* **WORK REQUIRED**
Scan the lines below; pull out those with "does".
· · · · ·
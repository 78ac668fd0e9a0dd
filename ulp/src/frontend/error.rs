use thiserror::Error;

/// Errors while reading the type tag and patch id of a dependency record
#[derive(Error, Debug)]
pub enum LinkError {
    #[error("Unable to open dependency file {0}: {1}")]
    IOError(String, std::io::Error),

    #[error("Dependency file {0} is too short to contain a patch id")]
    Truncated(String),

    #[error("Incorrect dependency patch type {0:#x}")]
    IncorrectPatchType(u8),
}

/// Errors while turning a patch description into a [`PatchMetadata`](crate::metadata::PatchMetadata)
#[derive(Error, Debug)]
pub enum DescriptionError {
    #[error("Unable to read description file {0}: {1}")]
    IOError(String, std::io::Error),

    #[error("Line {0}: description is not valid UTF-8")]
    InvalidUtf8(usize),

    #[error("Description is empty")]
    Empty,

    #[error("Line 1: missing path of the livepatch shared object")]
    MissingSoPath,

    #[error("Line {line}: unable to add dependency to livepatch metadata: {source}")]
    Dependency {
        line: usize,
        source: LinkError,
    },

    #[error("Line {0}: dependencies must be listed directly after the first line")]
    MisplacedDependency(usize),

    #[error("Line {0}: only one shared object can be patched per livepatch")]
    DuplicateObject(usize),

    #[error("Line {0}: patch description does not define shared object for patching")]
    UnitBeforeObject(usize),

    #[error("Line {0}: expected a unit of the form OLD:NEW")]
    MissingSeparator(usize),

    #[error("Line {0}: function names must not be empty")]
    EmptyFunctionName(usize),

    #[error("Patch description does not define shared object for patching")]
    MissingObject,
}

/// Errors while extracting the build id and symbol addresses from a shared object
#[derive(Error, Debug)]
pub enum ElfError {
    #[error("Cannot read from {0}: {1}")]
    IOError(String, std::io::Error),

    #[error("Invalid ELF binary: {0}")]
    InvalidELF(String),

    #[error("Unable to get .dynsym section")]
    MissingDynsym,

    #[error("Unable to find the .note.gnu.build-id section")]
    MissingBuildIdSection,

    #[error("Unable to find note with expected build id type")]
    MissingBuildIdNote,

    #[error("The build id note is empty")]
    EmptyBuildId,

    #[error("Symbol '{0}' is not in the dynamic symbol table")]
    UnresolvedSymbol(String),
}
· · · · ·
* **EXPECTED ANSWER**
    #[error("Line {0}: patch description does not define shared object for patching")]
    #[error("Patch description does not define shared object for patching")]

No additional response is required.